*PROBLEM DESCRIPTION*. In the material below, find the line with "assert!(snapshots.has_changed().unwrap());" and the line with "assert!(matches!(err, SessionError::Validation(_)));", then output those two lines and every line between them, exactly.

*EXCERPTED DATA*.
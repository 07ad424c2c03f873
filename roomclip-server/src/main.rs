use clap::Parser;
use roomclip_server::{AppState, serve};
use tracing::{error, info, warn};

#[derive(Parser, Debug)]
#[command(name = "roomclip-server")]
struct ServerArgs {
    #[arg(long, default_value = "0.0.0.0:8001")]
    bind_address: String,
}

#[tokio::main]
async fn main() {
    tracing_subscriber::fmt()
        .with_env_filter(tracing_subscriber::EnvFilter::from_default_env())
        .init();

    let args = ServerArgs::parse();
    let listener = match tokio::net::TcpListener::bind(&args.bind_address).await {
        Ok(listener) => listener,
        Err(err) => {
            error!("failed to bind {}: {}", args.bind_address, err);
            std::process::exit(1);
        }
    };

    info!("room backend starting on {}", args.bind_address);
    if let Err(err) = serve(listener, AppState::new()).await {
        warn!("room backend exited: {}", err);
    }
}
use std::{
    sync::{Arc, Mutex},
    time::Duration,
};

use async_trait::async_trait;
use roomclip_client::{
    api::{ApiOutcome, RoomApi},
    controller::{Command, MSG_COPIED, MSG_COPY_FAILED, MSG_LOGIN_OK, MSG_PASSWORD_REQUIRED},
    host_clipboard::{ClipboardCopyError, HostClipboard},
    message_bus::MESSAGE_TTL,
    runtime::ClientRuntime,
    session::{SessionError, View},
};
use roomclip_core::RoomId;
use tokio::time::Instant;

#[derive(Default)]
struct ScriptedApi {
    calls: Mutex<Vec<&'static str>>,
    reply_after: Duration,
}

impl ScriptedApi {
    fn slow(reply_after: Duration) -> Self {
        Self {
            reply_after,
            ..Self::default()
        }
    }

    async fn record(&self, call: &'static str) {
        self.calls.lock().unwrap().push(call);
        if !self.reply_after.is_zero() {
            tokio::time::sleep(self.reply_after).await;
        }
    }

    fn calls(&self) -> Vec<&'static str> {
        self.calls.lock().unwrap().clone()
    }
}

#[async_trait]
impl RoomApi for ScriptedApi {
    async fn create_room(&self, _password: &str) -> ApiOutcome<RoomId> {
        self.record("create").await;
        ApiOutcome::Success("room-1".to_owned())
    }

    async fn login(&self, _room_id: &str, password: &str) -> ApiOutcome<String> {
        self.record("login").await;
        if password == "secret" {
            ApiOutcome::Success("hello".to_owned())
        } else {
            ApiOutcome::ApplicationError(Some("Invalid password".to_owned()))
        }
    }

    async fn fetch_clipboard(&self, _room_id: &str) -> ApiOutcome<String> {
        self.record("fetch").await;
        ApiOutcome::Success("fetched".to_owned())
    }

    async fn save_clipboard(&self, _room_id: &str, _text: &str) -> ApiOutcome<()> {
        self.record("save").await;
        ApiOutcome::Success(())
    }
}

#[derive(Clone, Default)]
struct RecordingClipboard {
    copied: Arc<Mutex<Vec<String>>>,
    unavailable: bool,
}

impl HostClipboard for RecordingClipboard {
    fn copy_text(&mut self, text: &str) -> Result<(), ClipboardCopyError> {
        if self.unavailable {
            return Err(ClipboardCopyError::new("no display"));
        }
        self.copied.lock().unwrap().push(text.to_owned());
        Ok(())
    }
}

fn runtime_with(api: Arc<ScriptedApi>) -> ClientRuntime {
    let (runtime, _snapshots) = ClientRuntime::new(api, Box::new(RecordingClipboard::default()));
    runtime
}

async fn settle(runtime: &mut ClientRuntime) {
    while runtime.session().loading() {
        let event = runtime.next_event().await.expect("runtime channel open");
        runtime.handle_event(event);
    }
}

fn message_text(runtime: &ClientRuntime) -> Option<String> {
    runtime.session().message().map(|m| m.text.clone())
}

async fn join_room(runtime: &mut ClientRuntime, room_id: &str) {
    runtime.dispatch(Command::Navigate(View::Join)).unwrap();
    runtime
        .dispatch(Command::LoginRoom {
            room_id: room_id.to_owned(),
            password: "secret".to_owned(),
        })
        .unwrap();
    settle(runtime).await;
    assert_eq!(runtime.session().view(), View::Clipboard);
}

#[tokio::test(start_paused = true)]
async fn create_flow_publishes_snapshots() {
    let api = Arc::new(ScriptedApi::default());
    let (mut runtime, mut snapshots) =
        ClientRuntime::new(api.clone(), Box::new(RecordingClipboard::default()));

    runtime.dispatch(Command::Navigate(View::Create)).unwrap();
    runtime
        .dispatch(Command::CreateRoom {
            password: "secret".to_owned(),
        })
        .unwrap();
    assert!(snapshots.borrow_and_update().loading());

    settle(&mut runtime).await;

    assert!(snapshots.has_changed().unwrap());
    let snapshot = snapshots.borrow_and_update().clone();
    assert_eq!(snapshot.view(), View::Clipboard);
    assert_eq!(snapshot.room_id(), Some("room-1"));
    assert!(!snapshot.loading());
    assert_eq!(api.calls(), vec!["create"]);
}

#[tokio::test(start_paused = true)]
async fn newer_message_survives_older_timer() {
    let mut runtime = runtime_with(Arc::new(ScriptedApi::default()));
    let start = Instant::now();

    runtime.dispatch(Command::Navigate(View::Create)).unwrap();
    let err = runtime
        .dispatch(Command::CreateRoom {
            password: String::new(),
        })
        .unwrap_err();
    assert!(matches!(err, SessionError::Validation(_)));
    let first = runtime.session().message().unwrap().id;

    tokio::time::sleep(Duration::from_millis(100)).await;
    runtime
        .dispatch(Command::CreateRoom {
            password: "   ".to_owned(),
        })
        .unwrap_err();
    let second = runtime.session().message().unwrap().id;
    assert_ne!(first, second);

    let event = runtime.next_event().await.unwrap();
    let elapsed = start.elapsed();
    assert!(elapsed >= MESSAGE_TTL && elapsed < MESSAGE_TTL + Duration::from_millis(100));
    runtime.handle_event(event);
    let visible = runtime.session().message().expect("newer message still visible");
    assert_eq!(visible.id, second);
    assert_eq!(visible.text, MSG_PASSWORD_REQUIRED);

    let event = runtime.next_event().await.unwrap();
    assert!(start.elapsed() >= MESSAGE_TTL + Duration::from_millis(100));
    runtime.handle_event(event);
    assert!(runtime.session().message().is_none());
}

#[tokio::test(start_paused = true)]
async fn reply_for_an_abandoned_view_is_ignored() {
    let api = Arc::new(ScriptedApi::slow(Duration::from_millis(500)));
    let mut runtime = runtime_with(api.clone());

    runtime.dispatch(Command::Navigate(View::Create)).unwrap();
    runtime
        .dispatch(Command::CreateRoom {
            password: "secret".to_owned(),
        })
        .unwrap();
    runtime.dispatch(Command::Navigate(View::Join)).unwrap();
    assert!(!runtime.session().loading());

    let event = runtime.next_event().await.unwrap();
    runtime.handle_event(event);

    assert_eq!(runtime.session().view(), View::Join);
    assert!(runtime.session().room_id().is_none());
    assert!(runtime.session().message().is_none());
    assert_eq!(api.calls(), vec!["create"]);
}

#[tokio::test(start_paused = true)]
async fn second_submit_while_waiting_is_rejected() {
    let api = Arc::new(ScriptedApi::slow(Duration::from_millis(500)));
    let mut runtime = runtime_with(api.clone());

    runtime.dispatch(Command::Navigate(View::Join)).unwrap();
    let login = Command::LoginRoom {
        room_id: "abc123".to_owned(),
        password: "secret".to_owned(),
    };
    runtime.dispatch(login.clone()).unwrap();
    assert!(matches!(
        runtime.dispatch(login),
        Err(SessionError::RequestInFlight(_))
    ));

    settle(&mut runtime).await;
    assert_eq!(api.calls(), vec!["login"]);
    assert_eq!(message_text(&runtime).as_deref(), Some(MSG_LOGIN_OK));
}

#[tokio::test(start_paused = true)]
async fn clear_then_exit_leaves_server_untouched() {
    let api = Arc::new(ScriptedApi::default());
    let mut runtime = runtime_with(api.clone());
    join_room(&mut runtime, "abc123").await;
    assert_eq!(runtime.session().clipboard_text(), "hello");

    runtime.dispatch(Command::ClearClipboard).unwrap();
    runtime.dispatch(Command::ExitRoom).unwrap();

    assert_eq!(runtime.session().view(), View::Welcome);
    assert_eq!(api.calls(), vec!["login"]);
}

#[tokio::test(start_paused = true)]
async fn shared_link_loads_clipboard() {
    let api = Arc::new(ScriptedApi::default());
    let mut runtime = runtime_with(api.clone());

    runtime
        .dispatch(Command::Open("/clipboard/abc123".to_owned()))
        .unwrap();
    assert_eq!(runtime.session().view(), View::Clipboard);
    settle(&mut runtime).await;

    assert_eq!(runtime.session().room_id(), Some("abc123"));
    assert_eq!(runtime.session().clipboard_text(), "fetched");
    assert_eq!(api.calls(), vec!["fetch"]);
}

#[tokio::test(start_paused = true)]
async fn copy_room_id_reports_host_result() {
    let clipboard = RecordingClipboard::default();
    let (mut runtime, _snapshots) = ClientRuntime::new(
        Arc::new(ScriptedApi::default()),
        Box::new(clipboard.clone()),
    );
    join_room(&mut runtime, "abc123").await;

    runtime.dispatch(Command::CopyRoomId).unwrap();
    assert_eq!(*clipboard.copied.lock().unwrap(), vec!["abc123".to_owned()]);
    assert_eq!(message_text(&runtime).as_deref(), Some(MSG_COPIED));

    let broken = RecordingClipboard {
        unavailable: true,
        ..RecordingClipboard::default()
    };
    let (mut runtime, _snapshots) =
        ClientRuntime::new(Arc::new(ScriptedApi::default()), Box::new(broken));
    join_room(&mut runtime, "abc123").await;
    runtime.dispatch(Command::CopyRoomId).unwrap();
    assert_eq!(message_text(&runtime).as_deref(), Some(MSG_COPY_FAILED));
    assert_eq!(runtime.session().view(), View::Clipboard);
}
--
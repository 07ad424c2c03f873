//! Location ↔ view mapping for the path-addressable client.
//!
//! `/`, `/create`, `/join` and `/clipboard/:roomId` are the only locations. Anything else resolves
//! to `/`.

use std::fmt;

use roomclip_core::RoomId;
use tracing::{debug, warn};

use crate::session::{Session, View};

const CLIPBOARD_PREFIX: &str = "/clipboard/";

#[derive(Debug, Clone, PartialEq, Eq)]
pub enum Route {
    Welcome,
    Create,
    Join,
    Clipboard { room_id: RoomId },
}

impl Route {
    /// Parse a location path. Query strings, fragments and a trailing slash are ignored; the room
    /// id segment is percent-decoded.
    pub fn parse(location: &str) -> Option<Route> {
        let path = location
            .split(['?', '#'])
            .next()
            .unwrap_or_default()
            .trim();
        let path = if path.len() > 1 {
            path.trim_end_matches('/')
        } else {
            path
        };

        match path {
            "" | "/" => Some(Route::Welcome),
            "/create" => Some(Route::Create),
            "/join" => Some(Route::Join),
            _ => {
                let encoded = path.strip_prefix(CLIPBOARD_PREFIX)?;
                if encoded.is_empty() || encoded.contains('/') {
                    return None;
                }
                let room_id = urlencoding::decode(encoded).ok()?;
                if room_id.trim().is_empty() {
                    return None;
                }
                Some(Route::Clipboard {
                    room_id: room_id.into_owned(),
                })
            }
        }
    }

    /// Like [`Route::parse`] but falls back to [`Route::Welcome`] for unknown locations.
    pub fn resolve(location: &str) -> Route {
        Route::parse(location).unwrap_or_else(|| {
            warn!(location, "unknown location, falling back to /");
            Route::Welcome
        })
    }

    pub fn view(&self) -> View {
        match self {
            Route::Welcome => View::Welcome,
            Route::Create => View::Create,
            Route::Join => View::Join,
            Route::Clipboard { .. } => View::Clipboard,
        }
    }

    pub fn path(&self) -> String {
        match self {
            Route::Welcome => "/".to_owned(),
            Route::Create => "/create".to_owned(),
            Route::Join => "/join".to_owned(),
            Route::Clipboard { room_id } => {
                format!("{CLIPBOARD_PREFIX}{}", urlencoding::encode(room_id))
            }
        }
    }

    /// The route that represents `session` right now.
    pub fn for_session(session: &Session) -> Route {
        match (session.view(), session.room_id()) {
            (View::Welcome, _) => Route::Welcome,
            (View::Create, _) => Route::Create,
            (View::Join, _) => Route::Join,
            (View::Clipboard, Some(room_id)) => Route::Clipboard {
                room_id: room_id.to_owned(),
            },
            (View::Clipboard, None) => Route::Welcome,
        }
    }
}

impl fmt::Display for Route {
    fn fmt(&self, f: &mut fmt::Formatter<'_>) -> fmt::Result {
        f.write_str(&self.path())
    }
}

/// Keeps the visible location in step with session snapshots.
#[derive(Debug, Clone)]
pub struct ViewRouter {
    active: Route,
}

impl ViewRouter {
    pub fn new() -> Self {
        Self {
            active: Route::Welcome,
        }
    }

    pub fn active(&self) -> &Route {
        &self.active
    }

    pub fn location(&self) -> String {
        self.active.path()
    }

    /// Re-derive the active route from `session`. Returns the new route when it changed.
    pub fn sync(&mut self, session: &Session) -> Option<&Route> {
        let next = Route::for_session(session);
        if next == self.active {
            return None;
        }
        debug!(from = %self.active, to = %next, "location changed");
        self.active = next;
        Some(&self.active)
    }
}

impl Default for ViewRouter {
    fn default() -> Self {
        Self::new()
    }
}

*RESULT FOR THIS TASK*.
    assert!(snapshots.has_changed().unwrap());
    let snapshot = snapshots.borrow_and_update().clone();
    assert_eq!(snapshot.view(), View::Clipboard);
    assert_eq!(snapshot.room_id(), Some("room-1"));
    assert!(!snapshot.loading());
    assert_eq!(api.calls(), vec!["create"]);
}

#[tokio::test(start_paused = true)]
async fn newer_message_survives_older_timer() {
    let mut runtime = runtime_with(Arc::new(ScriptedApi::default()));
    let start = Instant::now();

    runtime.dispatch(Command::Navigate(View::Create)).unwrap();
    let err = runtime
        .dispatch(Command::CreateRoom {
            password: String::new(),
        })
        .unwrap_err();
    assert!(matches!(err, SessionError::Validation(_)));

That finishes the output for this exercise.